I unfortunately am also rather irritable. I’m trying very hard not to take it out on my son but he is getting on my nerves big time. Everyone is. There is rage simmering beneath the surface that I am trying to contain. Mostly directed toward my husband. Seriously, if he were to come alive right now and walk into this room I would beat the absolute hell out of him. I hate him, I ****ing HATE him. I never want to see his face, I never want to talk about him, I never want him mentioned ever the **** again. Unfortunately I don’t want my son to know how I feel because I don’t want to influence his feelings toward his father. He’s been coming to me saying he misses his father more often these days. So we get his daddy journal, write to daddy, look at the photo album, etc. I tried to explain how daddy died. I don’t know if I’m doing this right. How can you do this right? This is why I’m so blindingly angry.

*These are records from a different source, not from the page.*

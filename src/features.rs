use ndarray::{Array2, ArrayViewMut1, s};

use crate::{
    NnueErr, Result,
    config::CellOrder,
    data::{BOARD_CELLS, PositionSet, RecordErr, check_masks},
};

/// Turns positions into the network's input rows.
///
/// Each row is laid out as `[player0 cells, player1 cells, side to move, move count]`, with
/// `board_cells` values for each player. The encoder has no parameters, training and inference
/// share it as is.
#[derive(Debug, Clone, Copy, PartialEq, Eq)]
pub struct FeatureEncoder {
    board_cells: u32,
    order: CellOrder,
}

impl Default for FeatureEncoder {
    fn default() -> Self {
        Self {
            board_cells: BOARD_CELLS,
            order: CellOrder::BigEndian,
        }
    }
}

impl FeatureEncoder {
    /// Creates a new `FeatureEncoder`.
    ///
    /// # Arguments
    /// * `board_cells` - The amount of meaningful low bits of each mask, in `1..=64`.
    /// * `order` - Where each cell lands inside its segment.
    pub fn new(board_cells: u32, order: CellOrder) -> Result<Self> {
        if !(1..=64).contains(&board_cells) {
            return Err(NnueErr::InvalidConfig(format!(
                "board_cells must be in 1..=64, got {board_cells}"
            )));
        }

        Ok(Self { board_cells, order })
    }

    /// Returns the length of an encoded row.
    #[inline]
    pub fn width(&self) -> usize {
        2 * self.board_cells as usize + 2
    }

    /// Returns the column a board cell is written to.
    ///
    /// # Arguments
    /// * `player` - 0 or 1.
    /// * `cell` - The bit of the player's mask.
    ///
    /// # Returns
    /// `None` if the player or the cell are out of range.
    pub fn feature_index(&self, player: u8, cell: u32) -> Option<usize> {
        if player > 1 || cell >= self.board_cells {
            return None;
        }

        let b = self.board_cells as usize;
        let offset = match self.order {
            CellOrder::BigEndian => b - 1 - cell as usize,
            CellOrder::LsbFirst => cell as usize,
        };

        Some(player as usize * b + offset)
    }

    /// Encodes a batch given as parallel columns.
    ///
    /// # Arguments
    /// * `player0` - The masks of the first player.
    /// * `player1` - The masks of the second player.
    /// * `side_to_move` - Who moves next, 0 or 1.
    /// * `move_count` - The plies played so far.
    ///
    /// # Returns
    /// An `N x width()` matrix, or an error if the columns differ in length or a record doesn't
    /// fit the board.
    pub fn encode(
        &self,
        player0: &[u64],
        player1: &[u64],
        side_to_move: &[u8],
        move_count: &[u32],
    ) -> Result<Array2<f32>> {
        let n = player0.len();

        for (what, got) in [
            ("player1 masks", player1.len()),
            ("side to move", side_to_move.len()),
            ("move counts", move_count.len()),
        ] {
            if got != n {
                return Err(NnueErr::LengthMismatch {
                    what,
                    got,
                    expected: n,
                });
            }
        }

        let mut x = Array2::zeros((n, self.width()));

        for (row, out) in x.outer_iter_mut().enumerate() {
            self.encode_row(
                out,
                player0[row],
                player1[row],
                side_to_move[row],
                move_count[row],
            )
            .map_err(|reason| NnueErr::InvalidRecord { row, reason })?;
        }

        Ok(x)
    }

    /// Encodes the given rows of a set, in order.
    pub fn encode_rows(&self, set: &PositionSet, rows: &[usize]) -> Result<Array2<f32>> {
        let mut x = Array2::zeros((rows.len(), self.width()));

        for (out, &row) in x.outer_iter_mut().zip(rows) {
            if row >= set.len() {
                return Err(NnueErr::LengthMismatch {
                    what: "position rows",
                    got: row + 1,
                    expected: set.len(),
                });
            }

            self.encode_row(
                out,
                set.player0()[row],
                set.player1()[row],
                set.side_to_move()[row],
                set.move_count()[row],
            )
            .map_err(|reason| NnueErr::InvalidRecord { row, reason })?;
        }

        Ok(x)
    }

    fn encode_row(
        &self,
        mut out: ArrayViewMut1<f32>,
        player0: u64,
        player1: u64,
        side_to_move: u8,
        move_count: u32,
    ) -> std::result::Result<(), RecordErr> {
        check_masks(player0, player1, self.board_cells)?;

        if side_to_move > 1 {
            return Err(RecordErr::SideToMove(side_to_move));
        }

        let b = self.board_cells as usize;
        self.expand(player0, out.slice_mut(s![..b]));
        self.expand(player1, out.slice_mut(s![b..2 * b]));
        out[2 * b] = side_to_move as f32;
        out[2 * b + 1] = move_count as f32;
        Ok(())
    }

    /// Writes the bits of `mask` into a segment of `board_cells` values.
    fn expand(&self, mask: u64, mut out: ArrayViewMut1<f32>) {
        let b = self.board_cells as usize;

        match self.order {
            CellOrder::BigEndian => {
                let bits = mask
                    .to_be_bytes()
                    .into_iter()
                    .flat_map(|byte| (0..8).rev().map(move |k| (byte >> k) & 1));

                // the first 64 - b bits are the unused top of the container
                for (o, bit) in out.iter_mut().zip(bits.skip(64 - b)) {
                    *o = bit as f32;
                }
            }
            CellOrder::LsbFirst => {
                for (c, o) in out.iter_mut().enumerate() {
                    *o = ((mask >> c) & 1) as f32;
                }
            }
        }
    }
}

#[cfg(test)]
mod tests {
    use ndarray::array;

    use super::*;

    #[test]
    fn cell_zero_is_the_last_big_endian_bit() {
        let encoder = FeatureEncoder::default();
        let x = encoder.encode(&[1], &[0], &[0], &[0]).unwrap();
        let row = x.row(0);

        assert_eq!(x.ncols(), 98);
        assert_eq!(row.slice(s![..48]).sum(), 1.);
        assert_eq!(row[47], 1.);
        assert_eq!(encoder.feature_index(0, 0), Some(47));
        assert_eq!(row.slice(s![48..96]).sum(), 0.);
    }

    #[test]
    fn lsb_first_keeps_cells_in_place() {
        let encoder = FeatureEncoder::new(48, CellOrder::LsbFirst).unwrap();
        let x = encoder.encode(&[1], &[1 << 47], &[1], &[3]).unwrap();
        let row = x.row(0);

        assert_eq!(row[0], 1.);
        assert_eq!(row[48 + 47], 1.);
        assert_eq!(encoder.feature_index(1, 47), Some(95));
        assert_eq!(row.sum(), 1. + 1. + 1. + 3.);
    }

    #[test]
    fn every_cell_matches_its_index() {
        for order in [CellOrder::BigEndian, CellOrder::LsbFirst] {
            let encoder = FeatureEncoder::new(48, order).unwrap();

            for cell in 0..48 {
                let x = encoder.encode(&[0], &[1 << cell], &[0], &[0]).unwrap();
                let idx = encoder.feature_index(1, cell).unwrap();

                assert_eq!(x[[0, idx]], 1., "{order:?} cell {cell}");
                assert_eq!(x.row(0).sum(), 1.);
            }
        }
    }

    #[test]
    fn narrow_boards() {
        let encoder = FeatureEncoder::new(4, CellOrder::BigEndian).unwrap();
        let x = encoder.encode(&[0b0011], &[0b1000], &[1], &[3]).unwrap();

        assert_eq!(x, array![[0., 0., 1., 1., 1., 0., 0., 0., 1., 3.]]);
    }

    #[test]
    fn scalars_are_copied() {
        let encoder = FeatureEncoder::default();
        let x = encoder.encode(&[0, 0], &[0, 0], &[1, 0], &[7, 12]).unwrap();

        assert_eq!(x[[0, 96]], 1.);
        assert_eq!(x[[0, 97]], 7.);
        assert_eq!(x[[1, 96]], 0.);
        assert_eq!(x[[1, 97]], 12.);
    }

    #[test]
    fn bits_above_the_board_fail() {
        let encoder = FeatureEncoder::default();
        let err = encoder.encode(&[0, 1 << 50], &[0, 0], &[0, 0], &[0, 0]);

        assert!(matches!(
            err,
            Err(NnueErr::InvalidRecord {
                row: 1,
                reason: RecordErr::OutOfBoard { player: 0, .. }
            })
        ));
    }

    #[test]
    fn overlapping_masks_fail() {
        let encoder = FeatureEncoder::default();
        assert!(encoder.encode(&[3], &[1], &[0], &[2]).is_err());
    }

    #[test]
    fn columns_must_have_the_same_length() {
        let encoder = FeatureEncoder::default();
        let err = encoder.encode(&[0, 0], &[0], &[0, 0], &[0, 0]);

        assert!(matches!(err, Err(NnueErr::LengthMismatch { got: 1, expected: 2, .. })));
    }

    #[test]
    fn encode_rows_follows_the_given_order() {
        let set = PositionSet::from_records((0..3).map(|i| crate::data::PositionRecord {
            history: None,
            player0_mask: 1 << i,
            player1_mask: 0,
            side_to_move: 1,
            move_count: 1,
            label: i,
        }))
        .unwrap();

        let encoder = FeatureEncoder::new(48, CellOrder::LsbFirst).unwrap();
        let x = encoder.encode_rows(&set, &[2, 0]).unwrap();

        assert_eq!(x[[0, 2]], 1.);
        assert_eq!(x[[1, 0]], 1.);
        assert!(encoder.encode_rows(&set, &[3]).is_err());
    }
}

I shouldn’t HAVE to do this. My stupid ****ing husband should have never taken those ****ing drugs the selfish ****ing ***hole.

But anyway. I’m sure this has something to do with my current depression just as much as work does. But I’m so tired. I just want to go to sleep forever. I don’t want to deal with everything I have to deal with. Medication is not going to help me this time. This is entirely situational. I’m going to be miserable until June 21. If I can even make it that long without losing it.

Sigh.
__________________
Of course it is happening inside your head. But why on earth should that mean that it is not real?
-Albus Dumbledore

That’s life. If nothing else, that is life. It’s real. Sometimes it
f—-ing hurts. But it’s sort of all we have.